Stored items from a collection:
//! Collaborator traits.
//!
//! The engine reads assessment definitions through [`AssessmentCatalog`] and
//! persists attempts through [`AttemptStore`]. Implementations live in the
//! `examforge-store` crate (stores) and in [`crate::catalog`].

use std::sync::Arc;

use async_trait::async_trait;
use chrono::{DateTime, Utc};

use crate::error::EngineError;
use crate::gateway::Grading;
use crate::lifecycle::{self, Applied};
use crate::model::{
    AnswerRecord, AnswerValue, AssessmentDefinition, Attempt, AttemptId, AttemptStatus,
};

// ---------------------------------------------------------------------------
// Assessment catalog
// ---------------------------------------------------------------------------

/// Read-only, versioned source of assessment definitions.
#[async_trait]
pub trait AssessmentCatalog: Send + Sync {
    /// Fetch a definition, or `None` if the catalog does not know the id.
    async fn get_definition(
        &self,
        assessment_id: &str,
    ) -> anyhow::Result<Option<Arc<AssessmentDefinition>>>;
}

// ---------------------------------------------------------------------------
// Attempt store
// ---------------------------------------------------------------------------

/// Result of a compare-and-insert.
#[derive(Debug, Clone)]
pub enum InsertOutcome {
    /// The attempt was stored.
    Inserted(Attempt),
    /// Another attempt already holds the (assessment, student) key.
    Existing(Attempt),
}

/// Result of an atomic read-modify-write.
#[derive(Debug, Clone)]
pub struct Modified {
    /// The attempt as stored after the call.
    pub attempt: Attempt,
    /// False when the transition asked for no write.
    pub changed: bool,
}

/// A transition run under the store's per-attempt atomicity.
///
/// It receives a working copy of the stored attempt. Returning an error
/// discards the copy; returning [`Applied::Unchanged`] skips the write.
pub type Transition<'a> = &'a (dyn Fn(&mut Attempt) -> Result<Applied, EngineError> + Send + Sync);

/// Persistence boundary for attempts.
///
/// Implementations must guarantee:
/// - `insert_if_absent` is an atomic compare-and-insert on
///   `(assessment_id, student_id)`;
/// - `modify` serializes against every other mutation of the same attempt
///   and never exposes a half-applied transition.
#[async_trait]
pub trait AttemptStore: Send + Sync {
    /// Short backend name for logs (e.g. "sqlite").
    fn name(&self) -> &str;

    /// Store `attempt` unless its natural key is already taken.
    async fn insert_if_absent(&self, attempt: Attempt) -> Result<InsertOutcome, EngineError>;

    async fn get(&self, attempt_id: AttemptId) -> Result<Option<Attempt>, EngineError>;

    async fn find_by_key(
        &self,
        assessment_id: &str,
        student_id: &str,
    ) -> Result<Option<Attempt>, EngineError>;

    /// Attempts for an assessment, oldest first, optionally by status.
    async fn list(
        &self,
        assessment_id: &str,
        status: Option<AttemptStatus>,
    ) -> Result<Vec<Attempt>, EngineError>;

    /// Atomically apply `apply` to the stored attempt.
    async fn modify(
        &self,
        attempt_id: AttemptId,
        apply: Transition<'_>,
    ) -> Result<Modified, EngineError>;

    /// Create an attempt; a lost race reports the winner's id.
    async fn start(&self, attempt: Attempt) -> Result<Attempt, EngineError> {
        match self.insert_if_absent(attempt).await? {
            InsertOutcome::Inserted(attempt) => Ok(attempt),
            InsertOutcome::Existing(existing) => {
                Err(EngineError::AlreadyStarted { existing: existing.id })
            }
        }
    }

    /// Overwrite one answer while the attempt is in progress.
    async fn save_answer(
        &self,
        attempt_id: AttemptId,
        question_id: &str,
        value: AnswerValue,
        saved_at: DateTime<Utc>,
    ) -> Result<AnswerRecord, EngineError> {
        let modified = self
            .modify(attempt_id, &|attempt: &mut Attempt| {
                lifecycle::record_answer(attempt, question_id, value.clone(), saved_at)
                    .map(|()| Applied::Changed)
            })
            .await?;
        modified
            .attempt
            .answer(question_id)
            .cloned()
            .ok_or_else(|| EngineError::UnknownQuestion(question_id.to_string()))
    }

    /// Freeze and auto-grade an attempt.
    async fn submit(
        &self,
        attempt_id: AttemptId,
        definition: &AssessmentDefinition,
        now: DateTime<Utc>,
    ) -> Result<Attempt, EngineError> {
        let modified = self
            .modify(attempt_id, &|attempt: &mut Attempt| {
                lifecycle::submit(attempt, definition, now).map(|()| Applied::Changed)
            })
            .await?;
        Ok(modified.attempt)
    }

    /// Apply a manual grading and finalize the attempt.
    async fn finalize(
        &self,
        attempt_id: AttemptId,
        definition: &AssessmentDefinition,
        grading: &Grading,
        now: DateTime<Utc>,
    ) -> Result<Modified, EngineError> {
        self.modify(attempt_id, &|attempt: &mut Attempt| {
            lifecycle::evaluate(attempt, definition, grading, now)
        })
        .await
    }
}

» **TASK INSTRUCTIONS**: Look over the entries above and tally the lines containing the string "finalize"; the answer is that total only.

» **OUTPUT BELOW**: 2